Whenever a line carries the word "conventions", pull it out of the entries.

[Records contained in a dataset]
====
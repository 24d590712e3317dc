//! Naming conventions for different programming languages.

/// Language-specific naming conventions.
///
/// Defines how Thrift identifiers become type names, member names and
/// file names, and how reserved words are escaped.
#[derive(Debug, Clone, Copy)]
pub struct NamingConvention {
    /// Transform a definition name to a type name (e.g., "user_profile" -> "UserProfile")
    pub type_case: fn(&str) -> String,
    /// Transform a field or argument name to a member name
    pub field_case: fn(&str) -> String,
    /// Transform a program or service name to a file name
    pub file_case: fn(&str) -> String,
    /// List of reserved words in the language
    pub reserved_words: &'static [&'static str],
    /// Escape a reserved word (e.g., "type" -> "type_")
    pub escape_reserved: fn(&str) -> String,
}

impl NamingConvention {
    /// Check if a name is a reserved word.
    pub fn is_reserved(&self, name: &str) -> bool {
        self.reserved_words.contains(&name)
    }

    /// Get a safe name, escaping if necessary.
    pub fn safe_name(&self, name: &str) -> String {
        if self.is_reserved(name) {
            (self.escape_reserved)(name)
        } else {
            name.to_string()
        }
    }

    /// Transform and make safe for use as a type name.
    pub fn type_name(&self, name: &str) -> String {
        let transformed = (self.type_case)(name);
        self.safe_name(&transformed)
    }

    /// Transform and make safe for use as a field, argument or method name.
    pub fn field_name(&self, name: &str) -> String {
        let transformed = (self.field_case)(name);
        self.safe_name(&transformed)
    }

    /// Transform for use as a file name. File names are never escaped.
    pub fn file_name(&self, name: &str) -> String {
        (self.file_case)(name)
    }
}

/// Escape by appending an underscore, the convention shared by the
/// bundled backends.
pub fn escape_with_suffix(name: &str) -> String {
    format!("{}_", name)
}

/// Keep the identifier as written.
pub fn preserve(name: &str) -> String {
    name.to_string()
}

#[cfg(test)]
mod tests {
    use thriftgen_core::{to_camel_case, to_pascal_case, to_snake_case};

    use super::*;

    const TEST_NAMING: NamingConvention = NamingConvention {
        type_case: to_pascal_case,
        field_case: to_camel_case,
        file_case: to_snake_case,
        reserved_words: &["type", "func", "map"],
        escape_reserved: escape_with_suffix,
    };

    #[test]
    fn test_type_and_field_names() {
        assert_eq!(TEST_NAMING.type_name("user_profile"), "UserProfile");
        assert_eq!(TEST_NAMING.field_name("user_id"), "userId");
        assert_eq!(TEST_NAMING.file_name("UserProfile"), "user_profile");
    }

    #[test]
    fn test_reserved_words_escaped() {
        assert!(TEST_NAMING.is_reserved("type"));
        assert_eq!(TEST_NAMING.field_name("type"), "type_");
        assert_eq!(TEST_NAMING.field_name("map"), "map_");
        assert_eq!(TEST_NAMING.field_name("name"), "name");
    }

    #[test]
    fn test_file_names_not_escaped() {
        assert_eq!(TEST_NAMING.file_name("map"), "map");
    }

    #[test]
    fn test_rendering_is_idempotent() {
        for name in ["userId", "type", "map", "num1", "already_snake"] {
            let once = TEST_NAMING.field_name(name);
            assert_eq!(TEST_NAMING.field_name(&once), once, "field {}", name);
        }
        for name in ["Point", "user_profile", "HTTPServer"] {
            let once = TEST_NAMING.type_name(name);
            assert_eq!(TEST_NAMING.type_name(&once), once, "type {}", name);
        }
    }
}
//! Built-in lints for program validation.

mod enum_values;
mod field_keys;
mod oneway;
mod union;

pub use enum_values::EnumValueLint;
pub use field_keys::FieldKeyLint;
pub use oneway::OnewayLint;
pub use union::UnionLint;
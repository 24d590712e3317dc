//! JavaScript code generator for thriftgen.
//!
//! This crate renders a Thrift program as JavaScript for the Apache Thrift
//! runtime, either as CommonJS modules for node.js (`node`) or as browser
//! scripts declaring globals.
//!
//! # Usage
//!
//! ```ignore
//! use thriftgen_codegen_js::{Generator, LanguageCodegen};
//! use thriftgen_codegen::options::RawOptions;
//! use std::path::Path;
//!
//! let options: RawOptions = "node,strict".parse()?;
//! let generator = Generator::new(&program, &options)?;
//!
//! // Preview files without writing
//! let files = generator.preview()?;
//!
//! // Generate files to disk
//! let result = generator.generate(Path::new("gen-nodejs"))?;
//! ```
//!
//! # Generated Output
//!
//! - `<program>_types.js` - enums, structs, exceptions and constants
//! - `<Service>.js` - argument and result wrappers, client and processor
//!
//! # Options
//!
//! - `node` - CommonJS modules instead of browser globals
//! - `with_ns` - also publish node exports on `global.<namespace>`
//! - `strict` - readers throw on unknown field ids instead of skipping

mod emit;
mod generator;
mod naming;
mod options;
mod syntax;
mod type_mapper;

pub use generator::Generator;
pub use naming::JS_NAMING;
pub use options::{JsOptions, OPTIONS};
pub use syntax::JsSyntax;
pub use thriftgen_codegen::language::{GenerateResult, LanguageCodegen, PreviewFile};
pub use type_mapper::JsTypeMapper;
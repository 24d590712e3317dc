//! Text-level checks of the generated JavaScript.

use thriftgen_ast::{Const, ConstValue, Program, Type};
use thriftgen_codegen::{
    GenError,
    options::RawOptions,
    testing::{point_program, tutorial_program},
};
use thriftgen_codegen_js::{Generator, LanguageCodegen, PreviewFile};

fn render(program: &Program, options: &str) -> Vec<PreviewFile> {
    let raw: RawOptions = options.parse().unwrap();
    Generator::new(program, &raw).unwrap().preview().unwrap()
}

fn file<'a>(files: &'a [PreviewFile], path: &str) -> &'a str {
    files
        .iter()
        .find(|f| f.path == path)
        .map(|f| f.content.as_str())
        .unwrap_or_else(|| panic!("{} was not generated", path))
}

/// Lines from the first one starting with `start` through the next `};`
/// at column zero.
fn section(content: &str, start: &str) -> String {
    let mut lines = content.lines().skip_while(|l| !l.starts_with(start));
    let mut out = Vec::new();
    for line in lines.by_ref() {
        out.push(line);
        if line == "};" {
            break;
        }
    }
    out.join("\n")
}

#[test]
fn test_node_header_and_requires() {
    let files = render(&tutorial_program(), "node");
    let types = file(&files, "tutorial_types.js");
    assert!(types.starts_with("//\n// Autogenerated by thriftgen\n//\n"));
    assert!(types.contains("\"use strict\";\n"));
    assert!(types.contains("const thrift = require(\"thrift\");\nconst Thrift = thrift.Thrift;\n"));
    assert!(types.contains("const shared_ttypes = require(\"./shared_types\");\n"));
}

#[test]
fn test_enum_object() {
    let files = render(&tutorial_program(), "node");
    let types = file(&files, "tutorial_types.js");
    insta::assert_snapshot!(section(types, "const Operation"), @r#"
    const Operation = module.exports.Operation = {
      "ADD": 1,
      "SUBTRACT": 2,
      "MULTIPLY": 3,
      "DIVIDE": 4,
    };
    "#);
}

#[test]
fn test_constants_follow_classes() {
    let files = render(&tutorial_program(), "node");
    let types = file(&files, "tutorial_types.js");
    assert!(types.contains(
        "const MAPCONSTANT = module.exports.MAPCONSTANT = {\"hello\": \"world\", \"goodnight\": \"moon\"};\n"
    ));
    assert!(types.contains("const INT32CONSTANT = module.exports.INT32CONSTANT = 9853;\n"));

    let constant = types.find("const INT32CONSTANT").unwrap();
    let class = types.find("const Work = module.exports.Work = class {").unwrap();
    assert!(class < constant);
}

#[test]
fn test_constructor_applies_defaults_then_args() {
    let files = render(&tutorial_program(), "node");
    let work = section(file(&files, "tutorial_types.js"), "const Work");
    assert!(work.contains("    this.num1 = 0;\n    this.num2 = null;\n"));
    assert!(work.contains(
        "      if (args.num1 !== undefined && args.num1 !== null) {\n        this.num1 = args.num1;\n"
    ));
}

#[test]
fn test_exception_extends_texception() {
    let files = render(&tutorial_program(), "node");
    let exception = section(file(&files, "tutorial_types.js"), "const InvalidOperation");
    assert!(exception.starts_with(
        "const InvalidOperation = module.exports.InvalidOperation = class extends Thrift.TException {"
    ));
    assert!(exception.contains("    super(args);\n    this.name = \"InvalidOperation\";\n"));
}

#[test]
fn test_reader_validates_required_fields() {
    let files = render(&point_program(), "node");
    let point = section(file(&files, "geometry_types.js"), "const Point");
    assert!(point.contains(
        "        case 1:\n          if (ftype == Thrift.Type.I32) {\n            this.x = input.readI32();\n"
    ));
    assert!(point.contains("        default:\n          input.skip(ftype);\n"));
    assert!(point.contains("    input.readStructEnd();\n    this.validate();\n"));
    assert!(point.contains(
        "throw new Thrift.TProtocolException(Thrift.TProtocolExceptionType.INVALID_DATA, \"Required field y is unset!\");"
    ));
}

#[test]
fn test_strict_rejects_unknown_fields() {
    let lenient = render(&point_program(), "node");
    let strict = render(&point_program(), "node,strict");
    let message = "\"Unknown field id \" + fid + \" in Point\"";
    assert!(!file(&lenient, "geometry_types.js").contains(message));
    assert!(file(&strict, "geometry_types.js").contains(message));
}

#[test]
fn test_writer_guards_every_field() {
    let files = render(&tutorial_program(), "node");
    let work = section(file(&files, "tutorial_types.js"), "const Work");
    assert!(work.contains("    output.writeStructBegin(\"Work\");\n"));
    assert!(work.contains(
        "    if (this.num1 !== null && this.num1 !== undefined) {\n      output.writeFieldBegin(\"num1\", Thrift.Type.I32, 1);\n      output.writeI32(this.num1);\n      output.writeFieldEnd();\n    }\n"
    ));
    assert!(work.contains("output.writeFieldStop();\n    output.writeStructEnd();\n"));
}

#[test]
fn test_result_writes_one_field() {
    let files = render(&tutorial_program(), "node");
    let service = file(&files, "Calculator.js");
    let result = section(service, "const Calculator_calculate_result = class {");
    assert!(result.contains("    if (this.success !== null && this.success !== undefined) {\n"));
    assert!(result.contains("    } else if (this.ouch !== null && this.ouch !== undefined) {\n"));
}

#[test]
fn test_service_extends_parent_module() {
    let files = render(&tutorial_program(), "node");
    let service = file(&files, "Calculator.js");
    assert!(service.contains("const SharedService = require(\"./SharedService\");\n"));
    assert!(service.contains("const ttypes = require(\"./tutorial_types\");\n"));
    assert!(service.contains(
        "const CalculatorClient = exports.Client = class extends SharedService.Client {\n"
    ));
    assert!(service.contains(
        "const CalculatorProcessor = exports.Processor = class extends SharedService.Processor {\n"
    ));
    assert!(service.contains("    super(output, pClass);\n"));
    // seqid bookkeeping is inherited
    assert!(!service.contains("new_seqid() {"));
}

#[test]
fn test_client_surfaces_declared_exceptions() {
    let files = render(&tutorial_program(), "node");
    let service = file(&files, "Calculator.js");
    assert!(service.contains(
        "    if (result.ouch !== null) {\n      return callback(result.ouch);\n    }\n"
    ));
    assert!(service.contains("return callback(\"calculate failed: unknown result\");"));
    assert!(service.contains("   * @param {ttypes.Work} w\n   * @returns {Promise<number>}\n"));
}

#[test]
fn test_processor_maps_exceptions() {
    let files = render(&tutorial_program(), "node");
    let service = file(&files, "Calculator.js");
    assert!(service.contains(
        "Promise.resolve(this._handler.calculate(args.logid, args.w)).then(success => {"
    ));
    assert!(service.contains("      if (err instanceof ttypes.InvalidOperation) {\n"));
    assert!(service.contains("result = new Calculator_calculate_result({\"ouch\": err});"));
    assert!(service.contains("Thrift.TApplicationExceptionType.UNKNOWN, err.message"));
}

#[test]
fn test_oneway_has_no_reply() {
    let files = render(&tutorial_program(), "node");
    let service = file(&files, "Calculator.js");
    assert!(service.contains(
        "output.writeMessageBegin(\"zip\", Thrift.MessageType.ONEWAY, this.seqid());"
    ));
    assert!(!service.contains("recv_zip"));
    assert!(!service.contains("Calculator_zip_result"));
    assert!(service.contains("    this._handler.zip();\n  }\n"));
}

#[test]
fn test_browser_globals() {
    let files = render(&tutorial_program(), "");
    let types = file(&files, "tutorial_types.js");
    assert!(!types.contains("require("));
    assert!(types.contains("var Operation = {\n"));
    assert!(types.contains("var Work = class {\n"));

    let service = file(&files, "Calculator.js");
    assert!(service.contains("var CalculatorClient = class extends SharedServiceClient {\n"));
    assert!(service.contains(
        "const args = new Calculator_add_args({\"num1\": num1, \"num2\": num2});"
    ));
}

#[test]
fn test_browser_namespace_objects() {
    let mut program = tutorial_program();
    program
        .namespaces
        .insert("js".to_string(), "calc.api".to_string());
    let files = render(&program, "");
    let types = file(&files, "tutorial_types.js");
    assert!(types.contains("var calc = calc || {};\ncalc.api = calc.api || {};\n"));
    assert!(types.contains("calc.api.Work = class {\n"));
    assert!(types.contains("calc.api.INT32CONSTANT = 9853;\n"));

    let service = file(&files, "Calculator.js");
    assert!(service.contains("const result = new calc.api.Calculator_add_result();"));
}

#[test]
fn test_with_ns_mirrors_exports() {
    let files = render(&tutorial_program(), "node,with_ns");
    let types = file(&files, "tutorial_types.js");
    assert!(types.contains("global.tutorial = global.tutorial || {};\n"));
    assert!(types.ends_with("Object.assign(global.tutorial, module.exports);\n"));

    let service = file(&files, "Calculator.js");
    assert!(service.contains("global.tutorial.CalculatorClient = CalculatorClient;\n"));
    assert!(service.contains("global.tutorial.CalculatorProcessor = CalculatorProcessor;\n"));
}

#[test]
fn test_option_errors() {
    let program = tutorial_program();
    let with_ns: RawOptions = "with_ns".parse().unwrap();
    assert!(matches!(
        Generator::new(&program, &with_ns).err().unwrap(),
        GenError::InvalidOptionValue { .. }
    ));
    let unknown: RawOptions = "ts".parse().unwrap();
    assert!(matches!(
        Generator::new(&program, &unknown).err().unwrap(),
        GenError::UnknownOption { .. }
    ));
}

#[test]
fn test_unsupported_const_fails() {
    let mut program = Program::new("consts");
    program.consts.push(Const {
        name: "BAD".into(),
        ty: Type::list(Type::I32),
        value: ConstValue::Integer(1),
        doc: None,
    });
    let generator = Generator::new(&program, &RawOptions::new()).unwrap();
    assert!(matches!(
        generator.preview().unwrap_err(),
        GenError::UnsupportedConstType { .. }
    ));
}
====
● RESULT FOR THIS EXERCISE:
//! Naming conventions for different programming languages.
/// Language-specific naming conventions.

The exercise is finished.